Рыбаки снова, покоробленные такой выпирающей на поверхность простотой, промолчали.
— Первый раз, что ли? — не выдержал тягостного молчания один из рыбаков. — Сверли лунку да садись.
— Первый! — радостно ответствовал новичок. Он, наверное, так бы и стоял до вечера, не решаясь сесть, если бы не подсказали. Он тут же, у себя под ногами, разгреб снег и с плеча начал садить в лед ломом.
— Ты, парень, осторожней, там лед свежий. На погреба оттуда брали.
— Ничего, замерзло поди, пусть долбит.
— Едаким только там и долбить.
— У тебя чо жа, коловорота нету? Всю рыбу перепугаешь.
— Нету! — радостно ответил новичок.
— Мужики, дайте ему кто-нибудь, он ведь так весь компот испортит.
— Ну и дай свой, ты ближе всех сидишь.
— У меня резцы победитовые. Сломает.
— А говорят, на заводе твердого сплава не хватает.
«Ух, ух!» — разносилось по окрестности. Клев на время прекратился.
— Ты скажи, мил человек, — безответственно, из толпы, голос и не рассчитывал на ответ, — где таких делают?
Новичок молчком все долбил лед. Он разогрелся, скинул телогрейку. Наконец, за мгновение до того, как мужики решились бы встать и прогнать парня, тот бросил ломик и принялся выгребать лед из лунки. Столовой ложкой.
— Вот ремок-то, — отозвался-таки на действия нетулики кто-то из мужиков. — Я еще, кровно, едаких не видел.
— Голимый ерш. Я в третьем годе еще тоже на Уфе ерша рыбачил, так тот по ладошке был. Ташшишь его, ташшишь.
— Покуришь да опять ташшишь.
— Смейся. У меня вот хоть бы один яльчик долбанул. Голимый ерш. Перейти бы, да сверлить неохота, перетаскиваться. Это зачем же так?
— Там прокурор вчера рыбачил, — вспомнил кто-то. — Вот елец и ушел. А ершу, ему что сделается?
— Где моя лунка?! — На льду появилось новое лицо. Лицо это было молодое, нагловатое, с претензией. — Где моя лунка, спрашиваю? Я позавчера на ней рыбачил.

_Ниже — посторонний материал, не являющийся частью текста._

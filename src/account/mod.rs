//! Canonical account/server records shared by discovery and verification.

mod error;
mod types;

pub use error::AccountError;
pub use types::{AuthMode, Encryption, MailAccountConfig, Role, ServerConfig};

— Твоя лунка, — голос отвечавшего был садистски сладострастен, — твоя лунка дома на печке осталась.
— Я спрашиваю, кто мою лунку занял? Ага, вот она. И окурки мои — я «Приму» курю.

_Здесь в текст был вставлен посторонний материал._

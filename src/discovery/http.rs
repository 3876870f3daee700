use std::time::Duration;

use reqwest::blocking::Client;
use reqwest::header::CONTENT_TYPE;
use reqwest::redirect::Policy;

use super::DiscoveryError;

#[derive(Debug, Clone, Copy, PartialEq, Eq)]
pub enum HttpMethod {
    Get,
    Post,
}

#[derive(Debug, Clone, Copy, PartialEq, Eq)]
pub enum ContentType {
    Json,
    Xml,
}

impl ContentType {
    pub fn mime(self) -> &'static str {
        match self {
            Self::Json => "application/json",
            Self::Xml => "text/xml",
        }
    }
}

/// An outgoing HTTP request, built fluently.
#[derive(Debug, Clone, PartialEq, Eq)]
pub struct HttpRequest {
    pub method: HttpMethod,
    pub url: String,
    pub body: Option<String>,
    pub headers: Vec<(String, String)>,
    pub content_type: Option<ContentType>,
    pub basic_auth: Option<(String, String)>,
}

impl HttpRequest {
    pub fn get(url: impl Into<String>) -> Self {
        Self {
            method: HttpMethod::Get,
            url: url.into(),
            body: None,
            headers: Vec::new(),
            content_type: None,
            basic_auth: None,
        }
    }

    pub fn post(url: impl Into<String>, body: impl Into<String>) -> Self {
        Self {
            method: HttpMethod::Post,
            body: Some(body.into()),
            ..Self::get(url)
        }
    }

    pub fn with_header(mut self, name: impl Into<String>, value: impl Into<String>) -> Self {
        self.headers.push((name.into(), value.into()));
        self
    }

    pub fn with_content_type(mut self, content_type: ContentType) -> Self {
        self.content_type = Some(content_type);
        self
    }

    pub fn with_basic_auth(mut self, user: impl Into<String>, password: impl Into<String>) -> Self {
        self.basic_auth = Some((user.into(), password.into()));
        self
    }
}

#[derive(Debug, Clone, PartialEq, Eq)]
pub struct HttpResponse {
    pub status: u16,
    pub body: Vec<u8>,
}

impl HttpResponse {
    pub fn is_success(&self) -> bool {
        (200..300).contains(&self.status)
    }

    pub fn text(&self) -> String {
        String::from_utf8_lossy(&self.body).into_owned()
    }
}

/// Minimal HTTP capability used by the discovery sources.
///
/// A non-2xx status is a successful send; `Err` is reserved for transport
/// failures (DNS, connect, TLS, timeout).
pub trait HttpTransport {
    fn send(&self, request: &HttpRequest) -> Result<HttpResponse, DiscoveryError>;
}

impl<T: HttpTransport + ?Sized> HttpTransport for &T {
    fn send(&self, request: &HttpRequest) -> Result<HttpResponse, DiscoveryError> {
        (**self).send(request)
    }
}

/// Blocking [`reqwest`] client that follows redirects.
#[derive(Debug, Clone)]
pub struct ReqwestTransport {
    client: Client,
}

impl ReqwestTransport {
    pub fn new(
        connect_timeout: Duration,
        request_timeout: Option<Duration>,
    ) -> Result<Self, DiscoveryError> {
        let client = Client::builder()
            .connect_timeout(connect_timeout)
            .timeout(request_timeout)
            .redirect(Policy::limited(10))
            .user_agent(concat!(env!("CARGO_PKG_NAME"), "/", env!("CARGO_PKG_VERSION")))
            .build()
            .map_err(|source| DiscoveryError::HttpClient { source })?;
        Ok(Self { client })
    }
}

impl HttpTransport for ReqwestTransport {
    fn send(&self, request: &HttpRequest) -> Result<HttpResponse, DiscoveryError> {
        let mut builder = match request.method {
            HttpMethod::Get => self.client.get(&request.url),
            HttpMethod::Post => self.client.post(&request.url),
        };
        if let Some(content_type) = request.content_type {
            builder = builder.header(CONTENT_TYPE, content_type.mime());
        }
        for (name, value) in &request.headers {
            builder = builder.header(name.as_str(), value.as_str());
        }
        if let Some((user, password)) = &request.basic_auth {
            builder = builder.basic_auth(user, Some(password));
        }
        if let Some(body) = &request.body {
            builder = builder.body(body.clone());
        }

        let response = builder
            .send()
            .map_err(|err| DiscoveryError::transport(&request.url, err))?;
        let status = response.status().as_u16();
        let body = response
            .bytes()
            .map_err(|err| DiscoveryError::transport(&request.url, err))?;
        tracing::debug!(url = %request.url, status, bytes = body.len(), "HTTP response");
        Ok(HttpResponse {
            status,
            body: body.to_vec(),
        })
    }
}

— Тут половина «Приму» курит. На ней, на лунке, не было написано, чья она, вот и занял мужик.
— Слезай, говорю! — Молодое лицо наступало всерьез. — Я тут пол-отпуска рыбачу!
— Я вот сейчас встану, возьму коловорот да по бестолковке твоей брякну разок. По умной. Сразу найдешь свою лунку.
— А напрасно ты, парень, сюда приехал, — авторитетно, не терпя возражений, сказал кто-то. — Муж в дверь, а жена — в Тверь. Это нам со своим мочалом ладно тут зимогорить, а тебе рано.
— Мое дело, — отвечало лицо, рассверливая новую лунку.
— Твое, конечно, — вроде бы как по-доброму продолжал прежний коварный голос. — А только я в твои годы… Мало ли?
— Моя — другое дело. Я на свою надеюсь.
— Надеяться, — снова сладострастно смакуя мстительное чувство, назидательно сказал знакомый голос, — надеяться можно только на мерина.
— И на русскую печку — никуда не денется.
— Что это вчера Мишка Шапошников — про какую бабу рассказывал, — как бы на другую совсем тему послышалось с дальнего конца сборища. — Тоже с мужиком в отпуск приехала…
— Что, опять, озорник, балуется?
— А что ему? Живет один, межеумочком, не изробленай…
— Да отвяжитесь вы! — Молодое нагловатое лицо уже не выглядело таким решительным, как прежде, занервничало. — Порыбачить спокойно не дадут…
— Рыбачь, не жалко. А там кто-нибудь тоже удочку закидывает.
— Лизавета, голубушка моя, обрадуется…
— Голимый ерш, голимый ерш.
— Это разве рыба? Вот, бывало, раньше… Поедешь — с крупчаточным мешком, на три дня за язями… Хлеба нет, сваришь киселя горохового — ладно.
— Да вот, лет пяток еще назад… Приедешь — с водкой, с ба… Сетки поставишь, выпьешь… Сплаваем через часок, проверим, уху тройную сварим… Вот это называется романтика!
— Это называется браконьерством, — сказал официальный голос.
И всем стало неудобно, неловко. Словно каждый из рыбаков был уличен в названном грехе.
— Замерз, поди, дедушка? — разрядил тягостное молчание кто-то из рыбаков.
— Замерз. Руки не гнутся. В туалет уж сколь времени хочу сходить, а как? Хоть кого попросить ширинку расстегнуть.